- TASK OBJECTIVE -
How do the records below read from their first line through the line containing "has no province"? Write those lines out exactly.

*** Opening DATA UNDER STUDY ***

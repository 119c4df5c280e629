#![deny(unsafe_code)]

use std::collections::BTreeMap;

use memdir_model::AddressTables;

use crate::registry::GazetteerRegistry;

#[derive(Debug, Clone, serde::Serialize)]
pub struct DoctorReport {
    pub schema: String,
    pub schema_version: u32,
    pub manifest_verified: bool,
    pub counts: DoctorCounts,
    pub findings: Vec<Finding>,
}

#[derive(Debug, Clone, serde::Serialize)]
pub struct DoctorCounts {
    pub provinces: usize,
    pub districts: usize,
    pub subdistricts: usize,
}

#[derive(Debug, Clone, serde::Serialize)]
pub struct Finding {
    pub kind: String,
    pub table: String,
    pub id: i64,
    pub message: String,
}

impl DoctorReport {
    /// Run the integrity checks over a loaded registry: duplicate ids,
    /// orphaned parent references, and postal-code anomalies.
    pub fn from_registry(registry: &GazetteerRegistry) -> Self {
        let mut findings = Vec::new();

        check_duplicates(
            registry.provinces().iter().map(|p| p.id),
            "provinces",
            &mut findings,
        );
        check_duplicates(
            registry.districts().iter().map(|d| d.id),
            "districts",
            &mut findings,
        );
        check_duplicates(
            registry.subdistricts().iter().map(|s| s.id),
            "subdistricts",
            &mut findings,
        );

        for district in registry.districts() {
            if registry.province(district.province_id).is_none() {
                findings.push(Finding {
                    kind: "orphaned_parent".to_string(),
                    table: "districts".to_string(),
                    id: district.id,
                    message: format!("province_id {} has no province row", district.province_id),
                });
            }
        }
        for subdistrict in registry.subdistricts() {
            if registry.district(subdistrict.district_id).is_none() {
                findings.push(Finding {
                    kind: "orphaned_parent".to_string(),
                    table: "subdistricts".to_string(),
                    id: subdistrict.id,
                    message: format!(
                        "district_id {} has no district row",
                        subdistrict.district_id
                    ),
                });
            }
            if !is_plausible_zip(&subdistrict.zip_code) {
                findings.push(Finding {
                    kind: "zip_anomaly".to_string(),
                    table: "subdistricts".to_string(),
                    id: subdistrict.id,
                    message: format!("zip_code {:?} is not a 5-digit code", subdistrict.zip_code),
                });
            }
        }

        findings.sort_by(|a, b| {
            a.kind
                .cmp(&b.kind)
                .then_with(|| a.table.cmp(&b.table))
                .then_with(|| a.id.cmp(&b.id))
        });

        Self {
            schema: "memdir.gazetteer-doctor".to_string(),
            schema_version: 1,
            manifest_verified: registry.manifest().is_some(),
            counts: DoctorCounts {
                provinces: registry.provinces().len(),
                districts: registry.districts().len(),
                subdistricts: registry.subdistricts().len(),
            },
            findings,
        }
    }

    pub fn is_healthy(&self) -> bool {
        self.findings.is_empty()
    }
}

fn check_duplicates(ids: impl Iterator<Item = i64>, table: &str, findings: &mut Vec<Finding>) {
    let mut seen: BTreeMap<i64, usize> = BTreeMap::new();
    for id in ids {
        *seen.entry(id).or_insert(0) += 1;
    }
    for (id, count) in seen {
        if count > 1 {
            findings.push(Finding {
                kind: "duplicate_id".to_string(),
                table: table.to_string(),
                id,
                message: format!("id appears {count} times"),
            });
        }
    }
}

fn is_plausible_zip(zip: &str) -> bool {
    zip.len() == 5 && zip.chars().all(|c| c.is_ascii_digit())
}
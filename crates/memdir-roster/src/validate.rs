//! Member record validation.
//!
//! First and last name are always required. Birth date and a complete
//! address are required only while the member is alive; records for
//! deceased members may omit both.

use memdir_model::{IssueSeverity, Member, MemberIssue, MemberReport};

pub fn validate_member(member: &Member) -> MemberReport {
    let mut issues = Vec::new();

    if is_blank(member.firstname.as_deref()) {
        issues.push(required("firstname"));
    }
    if is_blank(member.lastname.as_deref()) {
        issues.push(required("lastname"));
    }

    if !member.is_deceased() {
        match member.birthdate {
            None => issues.push(required("birthdate")),
            Some(value) => {
                if value.to_calendar_date().is_none() {
                    issues.push(MemberIssue {
                        field: "birthdate".to_string(),
                        message: "does not resolve to a calendar date".to_string(),
                        severity: IssueSeverity::Error,
                    });
                }
            }
        }

        let complete = member
            .address
            .as_ref()
            .and_then(|a| a.address_object.as_ref())
            .is_some_and(|v| v.is_complete());
        if !complete {
            issues.push(MemberIssue {
                field: "address".to_string(),
                message: "requires province, district, and subdistrict".to_string(),
                severity: IssueSeverity::Error,
            });
        }
    }

    if member.alive.is_none() {
        issues.push(MemberIssue {
            field: "alive".to_string(),
            message: "unknown status".to_string(),
            severity: IssueSeverity::Warning,
        });
    }

    MemberReport {
        member: member.display_name(),
        issues,
    }
}

fn required(field: &str) -> MemberIssue {
    MemberIssue {
        field: field.to_string(),
        message: "required".to_string(),
        severity: IssueSeverity::Error,
    }
}

fn is_blank(value: Option<&str>) -> bool {
    value.map(str::trim).unwrap_or("").is_empty()
}
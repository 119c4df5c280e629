use std::cell::RefCell;
use std::rc::Rc;

use chrono::NaiveDate;
use memdir_model::DateValue;
use memdir_select::{DateSelector, FormControl};

fn make_selector() -> DateSelector {
    // Window ending at BE 2568 (CE 2025), a century back.
    DateSelector::with_year_window(2568, 100)
}

fn capture_emissions(selector: &mut DateSelector) -> Rc<RefCell<Vec<Option<NaiveDate>>>> {
    let seen: Rc<RefCell<Vec<Option<NaiveDate>>>> = Rc::new(RefCell::new(Vec::new()));
    let sink = Rc::clone(&seen);
    selector.register_on_change(Box::new(move |value| sink.borrow_mut().push(value)));
    seen
}

#[test]
fn emits_constructed_date_when_triple_completes() {
    let mut selector = make_selector();
    let seen = capture_emissions(&mut selector);

    selector.select_day(15);
    selector.select_month(1);
    assert_eq!(*seen.borrow(), vec![None, None]);

    selector.select_year(2534);
    assert_eq!(
        seen.borrow().last().unwrap(),
        &NaiveDate::from_ymd_opt(1991, 1, 15)
    );
}

#[test]
fn month_change_clears_out_of_range_day() {
    let mut selector = make_selector();
    selector.select_year(2566); // CE 2023, not a leap year
    selector.select_month(1);
    selector.select_day(31);
    assert_eq!(selector.selection(), (Some(31), Some(1), Some(2566)));

    let seen = capture_emissions(&mut selector);
    selector.select_month(2);
    assert_eq!(selector.selection(), (None, Some(2), Some(2566)));
    // No complete date until the day is re-chosen.
    assert_eq!(*seen.borrow(), vec![None]);

    selector.select_day(28);
    assert_eq!(
        selector.value(),
        NaiveDate::from_ymd_opt(2023, 2, 28)
    );
}

#[test]
fn year_change_clears_leap_day_in_common_year() {
    let mut selector = make_selector();
    selector.select_year(2567); // CE 2024, leap year
    selector.select_month(2);
    selector.select_day(29);
    assert_eq!(selector.value(), NaiveDate::from_ymd_opt(2024, 2, 29));

    selector.select_year(2566); // CE 2023
    assert_eq!(selector.selection(), (None, Some(2), Some(2566)));
    assert_eq!(selector.value(), None);
}

#[test]
fn day_options_shrink_once_month_and_year_are_known() {
    let mut selector = make_selector();
    assert_eq!(selector.day_options().len(), 31);

    selector.select_month(2);
    // Month alone does not constrain the range.
    assert_eq!(selector.day_options().len(), 31);

    selector.select_year(2566);
    assert_eq!(selector.day_options().len(), 28);

    selector.select_year(2567);
    assert_eq!(selector.day_options().len(), 29);
}

#[test]
fn writes_accept_both_wire_shapes() {
    let date = NaiveDate::from_ymd_opt(1991, 1, 15).unwrap();

    let mut selector = make_selector();
    selector.write_value(Some(DateValue::Calendar(date)));
    assert_eq!(selector.selection(), (Some(15), Some(1), Some(2534)));
    assert_eq!(selector.value(), Some(date));

    let mut selector = make_selector();
    let seconds = date.and_hms_opt(0, 0, 0).unwrap().and_utc().timestamp();
    selector.write_value(Some(DateValue::Epoch {
        seconds,
        nanoseconds: 0,
    }));
    assert_eq!(selector.value(), Some(date));
}

#[test]
fn written_year_may_fall_outside_the_window() {
    let mut selector = DateSelector::with_year_window(2568, 10);
    let date = NaiveDate::from_ymd_opt(1991, 1, 15).unwrap();
    selector.write_value(Some(DateValue::Calendar(date)));
    assert_eq!(selector.value(), Some(date));

    // But a user-driven pick outside the window is rejected.
    selector.select_year(2500);
    assert_eq!(selector.selection().2, None);
}

#[test]
fn invalid_write_clears_all_slots() {
    let mut selector = make_selector();
    selector.select_day(15);
    selector.select_month(1);
    selector.select_year(2534);

    selector.write_value(None);
    assert_eq!(selector.selection(), (None, None, None));

    selector.select_day(15);
    // An epoch far outside the representable range normalizes to
    // "no selection".
    selector.write_value(Some(DateValue::Epoch {
        seconds: i64::MAX,
        nanoseconds: 0,
    }));
    assert_eq!(selector.selection(), (None, None, None));
}

#[test]
fn write_does_not_emit_or_touch() {
    let mut selector = make_selector();
    let seen = capture_emissions(&mut selector);
    selector.write_value(Some(DateValue::Calendar(
        NaiveDate::from_ymd_opt(1991, 1, 15).unwrap(),
    )));
    assert!(seen.borrow().is_empty());
    assert!(!selector.is_touched());
}

#[test]
fn disabled_selector_freezes_user_transitions() {
    let mut selector = make_selector();
    selector.select_day(15);
    let seen = capture_emissions(&mut selector);

    selector.set_disabled(true);
    selector.select_month(1);
    selector.select_year(2534);
    selector.select_day(20);
    assert_eq!(selector.selection(), (Some(15), None, None));
    assert!(seen.borrow().is_empty());
}

#[test]
fn touched_fires_once() {
    let mut selector = make_selector();
    let touches = Rc::new(RefCell::new(0));
    let counter = Rc::clone(&touches);
    selector.register_on_touched(Box::new(move || *counter.borrow_mut() += 1));

    selector.select_day(15);
    selector.select_month(1);
    selector.select_year(2534);
    assert_eq!(*touches.borrow(), 1);
}

#[test]
fn rejected_pick_that_changes_nothing_does_not_emit() {
    let mut selector = make_selector();
    let seen = capture_emissions(&mut selector);
    selector.select_month(13);
    assert_eq!(selector.selection(), (None, None, None));
    assert!(seen.borrow().is_empty());
    assert!(!selector.is_touched());
}

#[test]
fn month_options_are_thai_names() {
    let selector = make_selector();
    let months = selector.month_options();
    assert_eq!(months.len(), 12);
    assert_eq!(months[0], (1, "มกราคม"));
    assert_eq!(months[11], (12, "ธันวาคม"));
}
//! Thai Buddhist-calendar utilities.
//!
//! Internally every computation runs on Gregorian calendar dates; the
//! Buddhist-Era offset is applied only when a year crosses the display
//! or wire boundary. See [`era`] for the round-trip invariant.

pub mod age;
pub mod era;
pub mod format;

pub use age::{AgeSpan, NO_BIRTHDATE, age_between, age_text};
pub use era::{ERA_OFFSET, days_in_month, to_calendar_year, to_display_year};
pub use format::{
    THAI_MONTHS_ABBREV, THAI_MONTHS_FULL, ThaiDateStyle, format_thai, month_abbrev, month_name,
};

*** Closing DATA UNDER STUDY ***

- OUTPUT -
repository 119c4df5c280e629
#![deny(unsafe_code)]

use std::collections::BTreeMap;

use memdir_model::AddressTables;

use crate::registry::GazetteerRegistry;

#[derive(Debug, Clone, serde::Serialize)]
pub struct DoctorReport {
    pub schema: String,
    pub schema_version: u32,
    pub manifest_verified: bool,
    pub counts: DoctorCounts,
    pub findings: Vec<Finding>,
}

#[derive(Debug, Clone, serde::Serialize)]
pub struct DoctorCounts {
    pub provinces: usize,
    pub districts: usize,
    pub subdistricts: usize,
}

#[derive(Debug, Clone, serde::Serialize)]
pub struct Finding {
    pub kind: String,
    pub table: String,
    pub id: i64,
    pub message: String,
}

impl DoctorReport {
    /// Run the integrity checks over a loaded registry: duplicate ids,
    /// orphaned parent references, and postal-code anomalies.
    pub fn from_registry(registry: &GazetteerRegistry) -> Self {
        let mut findings = Vec::new();

        check_duplicates(
            registry.provinces().iter().map(|p| p.id),
            "provinces",
            &mut findings,
        );
        check_duplicates(
            registry.districts().iter().map(|d| d.id),
            "districts",
            &mut findings,
        );
        check_duplicates(
            registry.subdistricts().iter().map(|s| s.id),
            "subdistricts",
            &mut findings,
        );

        for district in registry.districts() {
            if registry.province(district.province_id).is_none() {
                findings.push(Finding {
                    kind: "orphaned_parent".to_string(),
                    table: "districts".to_string(),
                    id: district.id,
                    message: format!("province_id {} has no province row", district.province_id),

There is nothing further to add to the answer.